Published at 25.08.2015
You probably know Relational Databases, you are also most likely very used to them by now. Don’t get to devoted though – life’s too short not to try some other things from time to time. There are plenty of Database systems out there, that are not Relational and along with the rise of Cloud Computing, they’re getting a lot of attention.
This is the first part of a series about different Database systems – how they work and what are their strengths and weaknesses. In this article you’ll learn a bit about the basics – what types of Databases you can make use of.
Table of Contents
There’s a lot of different Database types and each of them was designed to accomplish a specific task. Here’s a short overview about some major types:
Hierarchical Databases are a very old concept in IT – it comes from the Age of writing Code with a puncher. It is even older than Abba. The first Hierarchical Database developed by IBM in the sixties is still being used. You have one right in front of you. File systems are organized as a Hierarchical Database. And for our Windows users out there: The registry too! A simple model for a Hierarchical Database would look like the one below. Keep in mind that in this system, in order to access some particular node, you will need to know the exact path to it.
Relational Databases organize the data in one or more tables with rows and columns. A table represents an entity and is identified by a primary key. The rows are the datasets and the columns describe the attributes of each dataset. Tables can have relationships to other tables. To link one row to another, the row stores the unique id of the other row (foreign key). A single table can also represent a relationship between tables.
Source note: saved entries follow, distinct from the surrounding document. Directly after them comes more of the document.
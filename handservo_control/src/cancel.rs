//! Level-triggered stop signal for the sweep worker.
//!
//! A `StopToken` is created for each sweep and moved into the worker at
//! spawn time. Once stop is requested it stays requested; the next sweep
//! gets a fresh token. Waiting on the token doubles as the inter-step
//! sleep, so a stop request wakes the worker immediately instead of after
//! the remaining step delay.

use parking_lot::{Condvar, Mutex};
use std::sync::Arc;
use std::time::{Duration, Instant};

#[derive(Debug, Default)]
struct StopInner {
    requested: Mutex<bool>,
    cvar: Condvar,
}

/// Shared, level-triggered stop request.
#[derive(Debug, Clone, Default)]
pub struct StopToken {
    inner: Arc<StopInner>,
}

impl StopToken {
    /// Create a token with no stop requested.
    pub fn new() -> Self {
        Self::default()
    }

    /// Request stop and wake any waiter. Idempotent.
    pub fn request_stop(&self) {
        let mut requested = self.inner.requested.lock();
        *requested = true;
        self.inner.cvar.notify_all();
    }

    /// True once stop has been requested.
    pub fn is_stop_requested(&self) -> bool {
        *self.inner.requested.lock()
    }

    /// Sleep for `timeout` unless stop is requested first.
    ///
    /// Returns `true` if stop was requested (before or during the wait).
    pub fn wait_timeout(&self, timeout: Duration) -> bool {
        let deadline = Instant::now() + timeout;
        let mut requested = self.inner.requested.lock();
        while !*requested {
            if self.inner.cvar.wait_until(&mut requested, deadline).timed_out() {
                break;
            }
        }
        *requested
    }
}

#[cfg(test)]
mod tests {
    use super::*;
    use std::thread;

    #[test]
    fn new_token_not_requested() {
        let token = StopToken::new();
        assert!(!token.is_stop_requested());
    }

    #[test]
    fn request_is_sticky_and_shared() {
        let token = StopToken::new();
        let clone = token.clone();
        clone.request_stop();
        clone.request_stop();
        assert!(token.is_stop_requested());
        assert!(token.wait_timeout(Duration::from_secs(5)));
    }

    #[test]
    fn wait_times_out_without_request() {
        let token = StopToken::new();
        let start = Instant::now();
        assert!(!token.wait_timeout(Duration::from_millis(20)));
        assert!(start.elapsed() >= Duration::from_millis(20));
    }

    #[test]
    fn request_wakes_waiter_early() {
        let token = StopToken::new();
        let waiter = token.clone();
        let handle = thread::spawn(move || {
            let start = Instant::now();
            let stopped = waiter.wait_timeout(Duration::from_secs(10));
            (stopped, start.elapsed())
        });

        thread::sleep(Duration::from_millis(20));
        token.request_stop();

        let (stopped, waited) = handle.join().unwrap();
        assert!(stopped);
        assert!(waited < Duration::from_secs(5));
    }
}
//! Servo driver lookup by name.
//!
//! `[servo].driver` in the config (or `--driver`) names the output to use.
//! The registry maps those names to factories; it is built once in `main`
//! and handed to [`Actuator::open`](crate::Actuator::open).

use handservo_common::driver::{DriverError, DriverFactory, ServoDriver};
use std::collections::BTreeMap;

use crate::drivers::register_all_drivers;

/// Named servo driver factories, kept in name order.
#[derive(Default)]
pub struct DriverRegistry {
    factories: BTreeMap<&'static str, DriverFactory>,
}

impl DriverRegistry {
    /// Registry with no drivers.
    pub fn new() -> Self {
        Self::default()
    }

    /// Registry holding `simulation` and, on `rpi` builds, `pwm`.
    pub fn with_builtin_drivers() -> Self {
        let mut registry = Self::new();
        register_all_drivers(&mut registry);
        registry
    }

    /// Add a servo output under `name`.
    ///
    /// # Panics
    /// If `name` is taken. Names are compile-time constants, so a clash is a
    /// programming error rather than a configuration one.
    pub fn register(&mut self, name: &'static str, factory: DriverFactory) {
        let previous = self.factories.insert(name, factory);
        assert!(previous.is_none(), "Servo driver '{name}' is already registered");
    }

    /// True if a driver called `name` is available.
    pub fn contains(&self, name: &str) -> bool {
        self.factories.contains_key(name)
    }

    /// Factory for `name`, if registered.
    pub fn get_factory(&self, name: &str) -> Option<DriverFactory> {
        self.factories.get(name).copied()
    }

    /// Build an uninitialized driver for `name`.
    ///
    /// # Errors
    /// `DriverError::DriverNotFound` naming the requested driver and the
    /// ones that are available, so a typo in the config is easy to spot.
    pub fn create_driver(&self, name: &str) -> Result<Box<dyn ServoDriver>, DriverError> {
        match self.get_factory(name) {
            Some(factory) => Ok(factory()),
            None => Err(DriverError::DriverNotFound(format!(
                "'{name}' (available: {})",
                self.list_drivers().join(", ")
            ))),
        }
    }

    /// Registered driver names in alphabetical order.
    pub fn list_drivers(&self) -> Vec<&'static str> {
        self.factories.keys().copied().collect()
    }
}

impl std::fmt::Debug for DriverRegistry {
    fn fmt(&self, f: &mut std::fmt::Formatter<'_>) -> std::fmt::Result {
        f.debug_list().entries(self.factories.keys()).finish()
    }
}
//! Servo driver trait and error types.
//!
//! This module defines:
//! - `ServoDriver` trait - Interface for pluggable actuator backends
//! - `DriverError` enum - Error types for driver operations
//! - `DriverFactory` type alias - Factory function type
//! - `DriverDiagnostics` struct - Optional driver diagnostics

use crate::config::ServoConfig;
use crate::servo::CommandedPosition;
use thiserror::Error;

/// Error types for driver operations.
#[derive(Debug, Clone, Error)]
pub enum DriverError {
    /// Driver initialization failed.
    #[error("Initialization failed: {0}")]
    InitFailed(String),

    /// Configuration error.
    #[error("Configuration error: {0}")]
    ConfigError(String),

    /// Hardware communication error.
    #[error("Hardware communication error: {0}")]
    CommunicationError(String),

    /// Driver not found.
    #[error("Driver not found: {0}")]
    DriverNotFound(String),

    /// Write attempted before `init()` or after `shutdown()`.
    #[error("Driver '{0}' is not initialized")]
    NotInitialized(&'static str),
}

/// Factory function type for creating driver instances.
pub type DriverFactory = fn() -> Box<dyn ServoDriver>;

/// Optional driver diagnostics.
#[derive(Debug, Clone, Default)]
pub struct DriverDiagnostics {
    /// Number of position writes accepted.
    pub writes: u64,
    /// Last position written, if any.
    pub last_position: Option<CommandedPosition>,
    /// Driver-specific detail (e.g. pulse width).
    pub custom: Option<String>,
}

/// Trait defining the interface for servo drivers.
///
/// The driver is the physical PWM output primitive. It is never called
/// concurrently: the `Actuator` handle serializes access.
///
/// # Lifecycle
///
/// 1. `init()` - Called once before the first write
/// 2. `set_position()` - Called for every sweep step and every centering
/// 3. `shutdown()` - Called once when the actuator is released
pub trait ServoDriver: Send {
    /// Returns the driver's unique identifier (e.g., "simulation", "pwm").
    fn name(&self) -> &'static str;

    /// Returns the driver's semantic version.
    fn version(&self) -> &'static str;

    /// Initialize the driver with servo configuration.
    ///
    /// # Errors
    /// Return `DriverError::InitFailed` if the output cannot be acquired.
    fn init(&mut self, config: &ServoConfig) -> Result<(), DriverError>;

    /// Drive the output toward `position`.
    fn set_position(&mut self, position: CommandedPosition) -> Result<(), DriverError>;

    /// Release the output. Further writes must fail.
    fn shutdown(&mut self) -> Result<(), DriverError>;

    /// Get driver-specific diagnostics.
    /// Default: None
    fn diagnostics(&self) -> Option<DriverDiagnostics> {
        None
    }
}

#[cfg(test)]
mod tests {
    use super::*;

    #[test]
    fn test_driver_error_display() {
        let err = DriverError::InitFailed("pwm busy".to_string());
        assert!(err.to_string().contains("pwm busy"));

        let err = DriverError::DriverNotFound("stepper".to_string());
        assert!(err.to_string().contains("stepper"));

        let err = DriverError::NotInitialized("simulation");
        assert!(err.to_string().contains("simulation"));
    }

    #[test]
    fn test_driver_diagnostics_default() {
        let diag = DriverDiagnostics::default();
        assert_eq!(diag.writes, 0);
        assert!(diag.last_position.is_none());
        assert!(diag.custom.is_none());
    }
}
Graph Databases consist of nodes, properties and edges. Nodes represent entities like Author, Article, etc. Edges represent the relationship between nodes and nodes or nodes and properties. Properties are the information that belong to nodes. A simple example for a graph Database is a social network. There is a lot of people who know, like or hate in the network. Each person can be represented by a node and the edges between two persons represent their relationship.
Document-Oriented Databases store the structure of the data in a document. The Documents are usually Json-like objects. They can also embed other documents.
A simple example: A message in your inbox. You never search for messages that are not addressed to you in your own inbox, do you? So you can embed Messages in your User Document. When a Message comes in, the Server has to find your User Document and will simply add the Message to it. Once you open your Mailbox the application only has to look into your User Document and it has all the e-mails there, without having to read or join multiple Tables.
A JSON representation of a document could look like this in the database:
username: "John Doe"
subject: "Lunch at 1?"
message: "James would also come with us."
subject: "Kanban Meeting tomorrow at 10"
message. "Can we do that?"
The CAP-Theorem has 3 attributes: Availability, Consistency and Partition Tolerance. According to the CAP-Theorem it is impossible for a Database to reach all the three attributes at the same time. A Database system can only fulfill two of them.
They decide to guarantee Availability and Consistency, but they can’t work when one or more Nodes are unreachable.
Those Databases can live with disappearing nodes. But depending on the Partition grade, they may go read-only. MongoDB for example, can elect a new Primary in the replica set, but during the election time the nodes won’t answer requests.
The System still works when Partitioning occurs, but the Data can be inaccurate. DNS and caches are examples of such Systems.
OK, fair point. You are probably thinking along the lines of “RDBMS are good and solid and that hipster-database stuff is still too unreliable”. But wait! Non-Relational Databases like Mongo, CouchDB and Neo4j are used by a lot of large companies. Two prominent examples are Amazon and Google.
Sometimes you want a Database with little issues, when your application is distributed over multiple locations. Let us assume you have an application, that is used in the Office in Berlin and Sydney. With RDBMS you need either a Server in the “middle” or one in either Sydney or Berlin. What happens when the Server dies or is unreachable? What about the latency during writing? Australia has a bad connectivity problem – trust me – I know people working there.
With Mongo for example, you can build a Replica set with a Master in the middle and nodes in Berlin and London. Your clients submit write requests to the Master and read from the local Database server. If one of the servers dies, you can still read and write. Once the server is revived, it gets the changes and you have your System again. Okay, the write lag persists, but you can read faster (since you don’t have to use the internet).
With CouchDB you could even write to your “local” Database and it would be propagated through your network. You can even make your Application offline ready by using your employee’s Laptop as Database node and sync the changes when he is back online. Couch will still do the synchronization over the Internet, but your users wouldn’t notice it since it’s done in the background, while they are still working.
Each and every Solution has a drawback. But if you know the drawbacks, you can simply pick the Solution that has the least drawback for your scenario.
During the series we will show you different approaches to Databases and what their use-cases are, so you can stop limiting yourself to just joining Tables and you will enter the good side of Databases.